• Problem statement: Give again the line that contains "0.4 ms'; sleep", plus every line after it to the end of the records, unchanged.
━━━━━ Data for the task
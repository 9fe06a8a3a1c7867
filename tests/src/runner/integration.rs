#![cfg(all(test, unix))]
use std::time::{Duration, Instant};

use hoppr_common::config::Config;
use hoppr_common::error::RunError;
use hoppr_common::host::Host;
use hoppr_common::process::{Capture, Completion, Invocation};
use hoppr_common::tracer::Tracer;
use hoppr_core::report::Report;
use hoppr_core::runner::{self, ProcessTracer};

const GENEROUS: Duration = Duration::from_secs(10);

fn sh(script: &str) -> Invocation {
    Invocation::new("sh", ["-c", script])
}

async fn run(script: &str, limit: Duration, reap_limit: Duration) -> Capture {
    runner::run_with_timeout(&sh(script), limit, reap_limit)
        .await
        .expect("sh should always be spawnable")
}

fn host() -> Host {
    "example.com".parse().unwrap()
}

/// A clean run with two hop lines produces a two-hop report.
#[tokio::test]
async fn clean_run_counts_hops() {
    let capture = run(
        "printf '1  router.local  1.2 ms\\n2  10.0.0.1  3.4 ms\\n'",
        GENEROUS,
        GENEROUS,
    )
    .await;

    assert_eq!(capture.completion, Completion::Exited { code: Some(0) });
    assert_eq!(capture.stdout, "1  router.local  1.2 ms\n2  10.0.0.1  3.4 ms");
    assert_eq!(capture.stderr, "");

    let report = Report::from_capture(&host(), &capture);
    assert_eq!(
        report.lines(),
        [
            "Output:",
            "1  router.local  1.2 ms",
            "2  10.0.0.1  3.4 ms",
            "",
            "Summary - 2 hops to destination (example.com)",
        ]
    );
}

#[tokio::test]
async fn stderr_is_captured_and_collapsed() {
    let capture = run("echo 'unknown host' >&2; exit 2", GENEROUS, GENEROUS).await;

    assert_eq!(capture.completion, Completion::Exited { code: Some(2) });
    assert_eq!(capture.stderr, "unknown host");
    assert_eq!(Report::from_capture(&host(), &capture), Report::HostUnknown);
}

/// The child is killed at the timeout and output written before it survives.
#[tokio::test]
async fn timeout_kills_and_keeps_partial_output() {
    let started = Instant::now();
    let capture = run(
        "echo ' 1  gw  0.4 ms'; exec sleep 30",
        Duration::from_millis(500),
        Duration::from_secs(5),
    )
    .await;

    assert!(started.elapsed() < Duration::from_secs(10));
    assert_eq!(capture.completion, Completion::TimedOut { reaped: true });
    assert_eq!(capture.stdout, "1  gw  0.4 ms");

    let report = Report::from_capture(&host(), &capture);
    assert!(matches!(report, Report::Route { hops: 1, .. }));
}

#[tokio::test]
async fn timeout_with_no_output_reports_zero_hops() {
    let capture = run("exec sleep 30", Duration::from_millis(200), Duration::from_secs(5)).await;

    assert!(capture.completion.timed_out());
    assert_eq!(
        Report::from_capture(&host(), &capture).lines().last().unwrap(),
        "Summary - 0 hops to destination (example.com)"
    );
}

/// A grandchild holding the pipes open must not hang the run after the kill.
#[tokio::test]
async fn reap_is_bounded_when_grandchild_holds_pipes() {
    let started = Instant::now();
    let capture = run(
        "echo ' 1  gw  0.4 ms'; sleep 20; echo never",
        Duration::from_millis(300),
        Duration::from_millis(300),
    )
    .await;

    assert!(started.elapsed() < Duration::from_secs(10));
    assert!(capture.completion.timed_out());
    assert_eq!(capture.stdout, "1  gw  0.4 ms");
}

#[tokio::test]
async fn missing_tool_is_reported_as_not_found() {
    let mut cfg = Config::new(host());
    cfg.program = "/nonexistent/hoppr/traceroute".to_string();

    let result = ProcessTracer.trace(&cfg).await;

    assert!(matches!(result, Err(RunError::NotFound { .. })));
}

#[tokio::test]
async fn signalled_child_is_abnormal() {
    let capture = run("kill -9 $$", GENEROUS, GENEROUS).await;

    assert!(capture.completion.terminated_abnormally());
}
━━━━━━━━━━
• Solution for this problem:
        "echo ' 1  gw  0.4 ms'; sleep 20; echo never",
        Duration::from_millis(300),
        Duration::from_millis(300),
    )
    .await;

    assert!(started.elapsed() < Duration::from_secs(10));
    assert!(capture.completion.timed_out());
    assert_eq!(capture.stdout, "1  gw  0.4 ms");
}

#[tokio::test]
async fn missing_tool_is_reported_as_not_found() {
    let mut cfg = Config::new(host());
    cfg.program = "/nonexistent/hoppr/traceroute".to_string();

    let result = ProcessTracer.trace(&cfg).await;

    assert!(matches!(result, Err(RunError::NotFound { .. })));
}

#[tokio::test]
async fn signalled_child_is_abnormal() {
    let capture = run("kill -9 $$", GENEROUS, GENEROUS).await;

    assert!(capture.completion.terminated_abnormally());
}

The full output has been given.